- WORK TO BE COMPLETED
The word to look for is "Debug". Report every line of the entries below that has it.

- DATA PROVIDED
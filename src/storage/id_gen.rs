// Copyright (c) 2025-2026 Adrian Robinson. Licensed under the AGPL-3.0.
// See LICENSE file in the project root for full license text.

//! Identifier generators.
//!
//! A generator is called with the record kind when a record without an
//! identifier is injected.

use std::sync::atomic::{AtomicU64, Ordering};
use std::sync::Arc;

use super::traits::StorageError;

pub type IdGenerator<Id> = Arc<dyn Fn(&str) -> Result<Id, StorageError> + Send + Sync>;

/// Random v4 UUIDs, hyphenated.
#[must_use]
pub fn uuid_generator<Id: From<String> + 'static>() -> IdGenerator<Id> {
    Arc::new(|_kind: &str| Ok(Id::from(uuid::Uuid::new_v4().to_string())))
}

/// Monotonic in-process sequence starting at `start`.
#[must_use]
pub fn sequence_generator<Id: From<u64> + 'static>(start: u64) -> IdGenerator<Id> {
    let next = AtomicU64::new(start);
    Arc::new(move |_kind: &str| Ok(Id::from(next.fetch_add(1, Ordering::Relaxed))))
}

#[cfg(test)]
mod tests {
    use super::*;

    #[test]
    fn test_sequence_generator_counts_up() {
        let generate: IdGenerator<u64> = sequence_generator(10);
        assert_eq!(generate("person").unwrap(), 10);
        assert_eq!(generate("person").unwrap(), 11);
        assert_eq!(generate("car").unwrap(), 12);
    }

    #[test]
    fn test_uuid_generator_is_unique() {
        let generate: IdGenerator<String> = uuid_generator();
        let a = generate("person").unwrap();
        let b = generate("person").unwrap();
        assert_ne!(a, b);
        assert_eq!(a.len(), 36);
    }
}
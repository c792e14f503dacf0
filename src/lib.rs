// Copyright (c) 2025-2026 Adrian Robinson. Licensed under the AGPL-3.0.
// See LICENSE file in the project root for full license text.

//! # Record Graph
//!
//! An in-process identity map and change-tracking layer between application
//! code and a record store.
//!
//! - Two lookups of the same record by identifier yield the same instance.
//! - Loaded records know whether they changed since load, by comparing
//!   against a snapshot, without a storage round-trip.
//! - Re-loading a record while a modified copy is resident is resolved by a
//!   policy, including a three-way rebase of non-overlapping changes.
//!
//! ## Architecture
//!
//! ```text
//! ┌─────────────────────────────────────────────────────────────┐
//! │                          Graph                              │
//! │  • inject / find / remove                                  │
//! │  • duplicate resolution (keep, deserialize, rebase, replace)│
//! │  • sync in priority order, delegate hooks                  │
//! └─────────────────────────────────────────────────────────────┘
//!                              │
//!                     (one store per kind)
//!                              ▼
//! ┌─────────────────────────────────────────────────────────────┐
//! │                      EntityStore<R>                         │
//! │  • id → Arc<RwLock<R>>, one instance per identifier        │
//! │  • needs_sync via snapshot comparison                      │
//! └─────────────────────────────────────────────────────────────┘
//!                              │
//!                    (persist / delete / load)
//!                              ▼
//! ┌─────────────────────────────────────────────────────────────┐
//! │                     RecordAdapter<R>                        │
//! │  • storage I/O, supplied per kind                          │
//! │  • MemoryAdapter for tests and demos                       │
//! └─────────────────────────────────────────────────────────────┘
//! ```
//!
//! ## Quick Start
//!
//! ```rust
//! use std::sync::Arc;
//! use record_graph::{
//!     assign, shared, to_value, Graph, GraphState, Identifiable, MemoryAdapter,
//!     Record, Representable, Snapshots, Tracked, Value, ValueError,
//! };
//! use serde::Serialize;
//!
//! #[derive(Debug, Default, Serialize)]
//! struct Person {
//!     id: Option<u64>,
//!     name: String,
//!     rating: i64,
//!     #[serde(skip)]
//!     state: GraphState,
//! }
//!
//! impl Identifiable for Person {
//!     type Id = u64;
//!     fn id(&self) -> Option<u64> { self.id }
//!     fn set_id(&mut self, id: u64) { self.id = Some(id); }
//! }
//!
//! impl Representable for Person {
//!     fn to_value(&self) -> Result<Value, ValueError> { to_value(self) }
//!     fn apply_value(&mut self, value: &Value) -> Result<(), ValueError> {
//!         assign(&mut self.id, value.get("id"))?;
//!         assign(&mut self.name, value.get("name"))?;
//!         assign(&mut self.rating, value.get("rating"))
//!     }
//! }
//!
//! impl Tracked for Person {
//!     fn graph_state(&self) -> &GraphState { &self.state }
//!     fn graph_state_mut(&mut self) -> &mut GraphState { &mut self.state }
//! }
//!
//! impl Record for Person {
//!     const KIND: &'static str = "person";
//! }
//!
//! let adapter = Arc::new(MemoryAdapter::<Person>::new());
//! let mut graph = Graph::builder().register::<Person>(adapter.clone()).build();
//!
//! let dave = graph.inject(shared(Person { id: Some(1), name: "Dave".into(), ..Person::default() }))?;
//! graph.sync()?;
//! assert!(!dave.read().needs_sync());
//!
//! dave.write().rating = 9;
//! assert!(graph.needs_sync());
//!
//! // Same identifier, same instance.
//! let again = graph.find::<Person>(&1)?.unwrap();
//! assert!(Arc::ptr_eq(&dave, &again));
//! # Ok::<(), record_graph::GraphError>(())
//! ```
//!
//! ## Features
//!
//! - **Identity Map**: one instance per identifier per kind
//! - **Change Tracking**: snapshot comparison, diff and revert
//! - **Rebase**: local changes replayed on top of incoming state
//! - **Ordered Sync**: configured kinds first, deletions applied
//! - **Failure Context**: every sync failure carries its record
//!
//! ## Configuration
//!
//! See [`GraphConfig`] for all configuration options.
//!
//! ## Modules
//!
//! - [`graph`]: The [`Graph`] tying stores, adapters and sync together
//! - [`store`]: Per-kind identity map
//! - [`value`]: Structured values with diff and merge
//! - [`snapshot`]: Change detection and rebase
//! - [`record`]: Record capability traits
//! - [`storage`]: Adapter trait, in-memory adapter, id generators

pub mod config;
pub mod error;
pub mod graph;
pub mod inject_options;
pub mod metrics;
pub mod record;
pub mod snapshot;
pub mod storage;
pub mod store;
pub mod value;

pub use config::{GraphConfig, SnapshotPolicy, SyncErrorPolicy};
pub use error::{GraphError, SyncFailure, SyncFailures, SyncOperation};
pub use graph::{BoxError, Graph, GraphBuilder, SyncDelegate, SyncReport};
pub use inject_options::{DuplicateResolution, InjectOptions};
pub use record::{shared, Deletable, GraphId, GraphState, Identifiable, Record, Representable, Shared, Tracked};
pub use snapshot::{RebaseOutcome, Snapshot, Snapshots};
pub use storage::id_gen::{sequence_generator, uuid_generator, IdGenerator};
pub use storage::memory::MemoryAdapter;
pub use storage::traits::{RecordAdapter, StorageError};
pub use store::EntityStore;
pub use value::{assign, diff, from_value, merge, to_value, Map, Value, ValueError, ValueKind};
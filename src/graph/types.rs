//! Public types for the record graph.

use std::ops::AddAssign;

/// Boxed error returned by delegate hooks.
pub type BoxError = Box<dyn std::error::Error + Send + Sync + 'static>;

/// Result of a sync pass.
#[derive(Debug, Clone, Copy, Default, PartialEq, Eq)]
pub struct SyncReport {
    /// Records written through their adapter
    pub persisted: usize,
    /// Records deleted from storage and removed from the graph
    pub deleted: usize,
    /// Records that did not need syncing
    pub skipped: usize,
}

impl SyncReport {
    /// Records visited, whatever happened to them.
    #[must_use]
    pub fn total(&self) -> usize {
        self.persisted + self.deleted + self.skipped
    }

    /// Records that reached storage.
    #[must_use]
    pub fn written(&self) -> usize {
        self.persisted + self.deleted
    }
}

impl AddAssign for SyncReport {
    fn add_assign(&mut self, other: Self) {
        self.persisted += other.persisted;
        self.deleted += other.deleted;
        self.skipped += other.skipped;
    }
}

impl std::fmt::Display for SyncReport {
    fn fmt(&self, f: &mut std::fmt::Formatter<'_>) -> std::fmt::Result {
        write!(
            f,
            "persisted={}, deleted={}, skipped={}",
            self.persisted, self.deleted, self.skipped
        )
    }
}

/// Hooks around a graph-wide sync.
///
/// Both hooks default to doing nothing.
pub trait SyncDelegate: Send + Sync {
    /// Called before anything is written. Returning an error aborts the
    /// sync with [`crate::GraphError::SyncAborted`].
    fn before_sync(&self, forced: bool) -> Result<(), BoxError> {
        let _ = forced;
        Ok(())
    }

    /// Called after a sync pass in which every record succeeded.
    fn after_sync(&self) {}
}

/// What an injection did.
#[derive(Debug, Clone, Copy, PartialEq, Eq)]
pub(crate) enum InjectOutcome {
    Inserted,
    AlreadyResident,
    KeptExisting,
    Deserialized,
    Rebased,
    Replaced,
}

impl InjectOutcome {
    pub(crate) fn as_str(self) -> &'static str {
        match self {
            Self::Inserted => "inserted",
            Self::AlreadyResident => "already_resident",
            Self::KeptExisting => "keep_existing",
            Self::Deserialized => "deserialize",
            Self::Rebased => "rebase",
            Self::Replaced => "replace_reference",
        }
    }
}

#[cfg(test)]
mod tests {
    use super::*;

    #[test]
    fn test_report_accumulates() {
        let mut report = SyncReport { persisted: 1, deleted: 0, skipped: 2 };
        report += SyncReport { persisted: 3, deleted: 1, skipped: 0 };
        assert_eq!(report, SyncReport { persisted: 4, deleted: 1, skipped: 2 });
        assert_eq!(report.total(), 7);
        assert_eq!(report.written(), 5);
        assert_eq!(report.to_string(), "persisted=4, deleted=1, skipped=2");
    }

    struct Silent;
    impl SyncDelegate for Silent {}

    #[test]
    fn test_delegate_defaults() {
        assert!(Silent.before_sync(true).is_ok());
        Silent.after_sync();
    }
}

- EXERCISE RESULT
//! #[derive(Debug, Default, Serialize)]
#[derive(Debug, Clone, Copy, Default, PartialEq, Eq)]
#[derive(Debug, Clone, Copy, PartialEq, Eq)]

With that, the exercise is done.